Since I got some time on my hands I decided to take a look at the hype of LLVM and wondered how does well would it work with Commander Genius…
Now I don’t want to go into details of LLVM or Clang. Tons of information about that technology can be found here and anywhere else asking Dr. Google. I just want to see how well you can build Commander Genius using Clang and what other benefits you get. In this case I used Linux (Mageia 4.1 64-Bit)
CMake
Switching from GCC to Clang is very simple! If you don’t have any obscure defines in your CMakeLists files you use, you can tell cmake to switch to clang by setting:
export CC=/usr/bin/clang
export CXX=/usr/bin/clang++
cmake .
and there you go, just launch make and the build system does the rest. Remember to clean up caches if you had some.
QtCreator 3.2.1
Not as easy, but simple enough. I would launch those two exports in a terminal and then open QtCreator so its underlying build-system takes it correctly.
By using the clangmodel you get livefeedback without even compiling your sources. In some cases you get feedback while typing. You had that before, but now the messages come directly from the compiler, it matches to the whole build process
First of all you should enable some plugins, because by default they are deactivated. Go to Help->Plugins and enable ClangCodeModel. Don’t forget to restart Qt Creator.
Now you should configure the Kit so Qt Creator knows what to use in order to build your app.
Define a new Kit and viola, it will build using Clang. Nothing special so far except that you can do more from now on.
This is were Clang really shines in my opinion. First of it I feels like it builds a bit faster and links much faster than GCC.
Secondly, the warnings and errors are so much better explained.
And last but not least the Clang Analyzer runs in the background and is able to give you some hints and warnings or even errors as you type. This is great because you don’t need to compile the code first in order to see what you did wrong.
The internal code analyzer used for GCC usually works nice, but since the messages do not come from the compiler, you are not sure, if these messages are real compiler issue. The advantage of that really is, that the analyzer actually uses Clang itself instead of guessing what GCC would say.
Binary sizes
I also did some binary size comparisons:
With GCC 4.8 (64-Bit) I get:
[gerstrong@localhost LINUX (dbfusion)]$ ls -l
-rwxrwxr-x 1 gerstrong gerstrong 3573043 Sep 22 17:50 CGeniusExe*
And with Clang 3.3 (64-Bit):
[gerstrong@localhost LINUX (dbfusion)]$ ls -l
-rwxr-xr-x 1 gerstrong gerstrong 3312886 Sep 22 18:00 CGeniusExe*
Well, at least the binary got a bit smaller, not by much though, but it’s another advantage! :-)
Starting CG all everything went well. No problems, no crashes, stable as with GCC builds and also as fast, so there you go.
I don’t know what to use in future, there is GCC 4.9. I read it has become better, so I would say we have a small compiler wars over here between those two at least. Good thing as usual is, you can decide what you want to use.

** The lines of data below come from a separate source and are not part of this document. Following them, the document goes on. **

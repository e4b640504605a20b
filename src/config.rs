//! Configuration management
//!
//! Loads configuration from:
//! 1. Default values
//! 2. Configuration file (config/default.toml, config/local.toml)
//! 3. Environment variables (override)

use serde::Deserialize;
use std::net::IpAddr;

/// Main application configuration
#[derive(Debug, Clone, Deserialize)]
pub struct AppConfig {
    pub server: ServerConfig,
    pub backend: BackendConfig,
    pub auth: AuthConfig,
    pub oauth: OAuthConfig,
    pub dashboard: DashboardConfig,
    #[serde(default)]
    pub sync: SyncConfig,
    pub logging: LoggingConfig,
}

/// Server configuration
#[derive(Debug, Clone, Deserialize)]
pub struct ServerConfig {
    /// Bind address (e.g., "0.0.0.0")
    pub host: String,
    /// Port number (e.g., 8080)
    pub port: u16,
    /// Public domain (e.g., "news.example.com")
    pub domain: String,
    /// Protocol ("http" or "https")
    pub protocol: String,
}

impl ServerConfig {
    /// Get the public base URL of the site
    ///
    /// # Returns
    /// Full URL like "https://news.example.com"
    pub fn base_url(&self) -> String {
        format!("{}://{}", self.protocol, self.domain)
    }
}

/// Hosted backend (identity + table API)
#[derive(Debug, Clone, Deserialize)]
pub struct BackendConfig {
    /// Project URL, e.g. "https://abc.supabase.co"
    pub url: String,
    /// Public anon key sent as `apikey` on every request
    pub anon_key: String,
    /// Service role key, only needed by the crawler
    pub service_role_key: Option<String>,
    /// Request timeout in seconds
    pub timeout_seconds: u64,
}

/// Authentication configuration
#[derive(Debug, Clone, Deserialize)]
pub struct AuthConfig {
    /// Session cookie signing key (32+ bytes)
    pub session_secret: String,
    /// Session cookie max age in seconds (default: 604800 = 7 days)
    pub session_max_age: i64,
    /// Minimum delay between two OTP resend requests
    pub otp_resend_cooldown_seconds: i64,
}

/// OAuth sign-in configuration
#[derive(Debug, Clone, Deserialize)]
pub struct OAuthConfig {
    /// Provider name understood by the identity API
    pub provider: String,
}

/// Dashboard configuration
#[derive(Debug, Clone, Deserialize)]
pub struct DashboardConfig {
    /// Rows per page
    pub page_size: u32,
}

/// Crawler configuration
#[derive(Debug, Clone, Deserialize)]
pub struct SyncConfig {
    /// Run the crawler on an interval
    #[serde(default)]
    pub enabled: bool,
    /// Interval between runs in seconds
    pub interval_seconds: u64,
    /// Article pages fetched in parallel per source
    pub concurrency: usize,
    /// Sources to crawl, in order
    #[serde(default = "default_sync_sources")]
    pub sources: Vec<String>,
    #[serde(default)]
    pub summarizer: SummarizerConfig,
}

/// Names accepted in `sync.sources`
pub const KNOWN_SOURCES: &[&str] = &["bbc", "cnn", "guardian", "aljazeera", "reuters"];

fn default_sync_sources() -> Vec<String> {
    KNOWN_SOURCES.iter().map(|s| s.to_string()).collect()
}

impl Default for SyncConfig {
    fn default() -> Self {
        Self {
            enabled: false,
            interval_seconds: 3600,
            concurrency: 2,
            sources: default_sync_sources(),
            summarizer: SummarizerConfig::default(),
        }
    }
}

/// Chat-completion summarizer configuration
#[derive(Debug, Clone, Deserialize)]
pub struct SummarizerConfig {
    /// API key; when absent articles are stored without a summary
    pub api_key: Option<String>,
    #[serde(default = "default_summarizer_base_url")]
    pub base_url: String,
    #[serde(default = "default_summarizer_model")]
    pub model: String,
}

impl Default for SummarizerConfig {
    fn default() -> Self {
        Self {
            api_key: None,
            base_url: default_summarizer_base_url(),
            model: default_summarizer_model(),
        }
    }
}

fn default_summarizer_base_url() -> String {
    "https://api.openai.com/v1".to_string()
}

fn default_summarizer_model() -> String {
    "gpt-4o-mini-2024-07-18".to_string()
}

/// Logging configuration
#[derive(Debug, Clone, Deserialize)]
pub struct LoggingConfig {
    /// Log level: trace, debug, info, warn, error
    pub level: String,
    /// Log format: "pretty" or "json"
    pub format: String,
}

impl LoggingConfig {
    /// Filter used when `RUST_LOG` is not set
    pub fn default_directive(&self) -> String {
        let level = self.level.trim().to_ascii_lowercase();
        format!("newsdesk={level},tower_http={level}")
    }
}

impl AppConfig {
    /// Load configuration from file and environment
    ///
    /// # Loading Order
    /// 1. Default values
    /// 2. config/default.toml (if exists)
    /// 3. config/local.toml (if exists)
    /// 4. Environment variables (NEWSDESK__*)
    ///
    /// # Errors
    /// Returns error if configuration is invalid
    pub fn load() -> Result<Self, crate::error::AppError> {
        let app_config = Self::read()?;
        app_config.validate()?;
        Ok(app_config)
    }

    /// Load without validating, so logging can be configured before
    /// `validate` reports anything
    pub fn read() -> Result<Self, crate::error::AppError> {
        use config::{Config, Environment, File};

        let config = Config::builder()
            // Start with default values
            .set_default("server.host", "127.0.0.1")?
            .set_default("server.port", 8080)?
            .set_default("server.domain", "localhost:8080")?
            .set_default("server.protocol", "http")?
            .set_default("backend.timeout_seconds", 15)?
            .set_default("auth.session_max_age", 604800)?
            .set_default("auth.otp_resend_cooldown_seconds", 60)?
            .set_default("oauth.provider", "google")?
            .set_default("dashboard.page_size", 20)?
            .set_default("sync.enabled", false)?
            .set_default("sync.interval_seconds", 3600)?
            .set_default("sync.concurrency", 2)?
            .set_default("sync.sources", KNOWN_SOURCES.to_vec())?
            .set_default("logging.level", "info")?
            .set_default("logging.format", "pretty")?
            .add_source(File::with_name("config/default").required(false))
            .add_source(File::with_name("config/local").required(false))
            .add_source(
                Environment::with_prefix("NEWSDESK")
                    .separator("__")
                    .try_parsing(true)
                    .list_separator(",")
                    .with_list_parse_key("sync.sources"),
            )
            .build()
            .map_err(|e| crate::error::AppError::Config(e.to_string()))?;

        config
            .try_deserialize()
            .map_err(|e| crate::error::AppError::Config(e.to_string()))
    }

    pub fn should_use_secure_cookies(&self) -> bool {
        self.server.protocol.eq_ignore_ascii_case("https")
            || !is_local_server_domain(&self.server.domain)
    }

    /// Token the crawler writes with
    pub fn crawler_token(&self) -> Option<&str> {
        self.backend
            .service_role_key
            .as_deref()
            .map(str::trim)
            .filter(|key| !key.is_empty())
    }

    pub fn validate(&self) -> Result<(), crate::error::AppError> {
        const MIN_SESSION_SECRET_BYTES: usize = 32;

        if self.auth.session_secret.as_bytes().len() < MIN_SESSION_SECRET_BYTES {
            return Err(crate::error::AppError::Config(format!(
                "auth.session_secret must be at least {} bytes",
                MIN_SESSION_SECRET_BYTES
            )));
        }

        if self.auth.session_max_age <= 0 {
            return Err(crate::error::AppError::Config(
                "auth.session_max_age must be greater than 0".to_string(),
            ));
        }

        if self.auth.otp_resend_cooldown_seconds < 0 {
            return Err(crate::error::AppError::Config(
                "auth.otp_resend_cooldown_seconds must not be negative".to_string(),
            ));
        }

        if url::Url::parse(&self.backend.url).is_err() {
            return Err(crate::error::AppError::Config(format!(
                "backend.url is not a valid URL: {}",
                self.backend.url
            )));
        }

        if self.backend.anon_key.trim().is_empty() {
            return Err(crate::error::AppError::Config(
                "backend.anon_key must not be empty".to_string(),
            ));
        }

        if !(1..=100).contains(&self.dashboard.page_size) {
            return Err(crate::error::AppError::Config(
                "dashboard.page_size must be between 1 and 100".to_string(),
            ));
        }

        if let Some(unknown) = self
            .sync
            .sources
            .iter()
            .find(|name| !KNOWN_SOURCES.contains(&name.trim().to_ascii_lowercase().as_str()))
        {
            return Err(crate::error::AppError::Config(format!(
                "sync.sources has unknown source {unknown:?}; expected one of {}",
                KNOWN_SOURCES.join(", ")
            )));
        }

        if self.sync.enabled && self.crawler_token().is_none() {
            return Err(crate::error::AppError::Config(
                "backend.service_role_key is required when sync.enabled=true".to_string(),
            ));
        }

        if !self.should_use_secure_cookies() {
            let host = normalized_server_host(&self.server.domain);
            tracing::warn!(
                host = %host,
                protocol = %self.server.protocol,
                "Using insecure session cookies for local development"
            );
        } else if !self.server.protocol.eq_ignore_ascii_case("https") {
            return Err(crate::error::AppError::Config(
                "server.protocol must be https for non-local server domains".to_string(),
            ));
        }

        Ok(())
    }
}

fn normalized_server_host(domain: &str) -> String {
    let trimmed = domain.trim();
    let parsed_host = url::Url::parse(&format!("http://{trimmed}"))
        .ok()
        .and_then(|url| url.host_str().map(|host| host.to_string()));
    let host = parsed_host.unwrap_or_else(|| trimmed.to_string());
    host.trim_end_matches('.').to_ascii_lowercase()
}

fn is_local_server_domain(domain: &str) -> bool {
    let host = normalized_server_host(domain);
    if host == "localhost" || host.ends_with(".localhost") {
        return true;
    }

    if let Ok(ip) = host.trim_matches(|c| c == '[' || c == ']').parse::<IpAddr>() {
        return ip.is_loopback() || ip.is_unspecified();
    }

    false
}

What I really like is how well it integrates into Qt Creator so far and how fast it links. This is something that really impressed me.

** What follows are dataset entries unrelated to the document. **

//! Repository traits
//!
//! Seams between handlers and the hosted table API. `RestClient`
//! is the production implementation.

use std::collections::HashSet;

use axum::async_trait;

use super::models::{
    FilterColumn, NewContactSubmission, NewNewsArticle, NewsArticle, NewsArticleChanges,
    NewsFilters, NewsPage, Profile,
};
use crate::error::AppError;

/// Access to the `news` table
///
/// `token` is the bearer the request runs as: a user access token,
/// or the service role key for the crawler.
#[cfg_attr(test, mockall::automock)]
#[async_trait]
pub trait NewsRepository: Send + Sync {
    async fn list_news(&self, token: &str, filters: &NewsFilters) -> Result<NewsPage, AppError>;

    async fn get_news(&self, token: &str, id: i64) -> Result<Option<NewsArticle>, AppError>;

    async fn update_news(
        &self,
        token: &str,
        id: i64,
        changes: &NewsArticleChanges,
    ) -> Result<Option<NewsArticle>, AppError>;

    /// Returns false when no row matched
    async fn delete_news(&self, token: &str, id: i64) -> Result<bool, AppError>;

    /// Sorted, deduplicated values of a column
    async fn distinct_values(
        &self,
        token: &str,
        column: FilterColumn,
    ) -> Result<Vec<String>, AppError>;

    /// Subset of `links` already stored as `source_link`
    async fn existing_source_links(
        &self,
        token: &str,
        links: &[String],
    ) -> Result<HashSet<String>, AppError>;

    /// Insert articles, skipping duplicates by `source_link`
    ///
    /// Returns the number of rows created.
    async fn insert_news(&self, token: &str, articles: &[NewNewsArticle])
    -> Result<usize, AppError>;
}

/// Access to the `contact_submissions` table (anonymous writes)
#[cfg_attr(test, mockall::automock)]
#[async_trait]
pub trait ContactRepository: Send + Sync {
    async fn insert_contact(&self, submission: &NewContactSubmission) -> Result<(), AppError>;
}

/// Access to the `profiles` table
#[cfg_attr(test, mockall::automock)]
#[async_trait]
pub trait ProfileRepository: Send + Sync {
    async fn upsert_profile(&self, token: &str, profile: &Profile) -> Result<(), AppError>;
}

Nevertheless it has its issues and some warnings just don’t go away even when they are fixed, but still it is some good help and lets you deploy your applications in less time. I’m pretty sure this will be improved in later versions.
So would I recommend it? Yes, yes, yes, a million times! But I also think GCC does a fairly good job and I can’t wait to see what the next versions will do.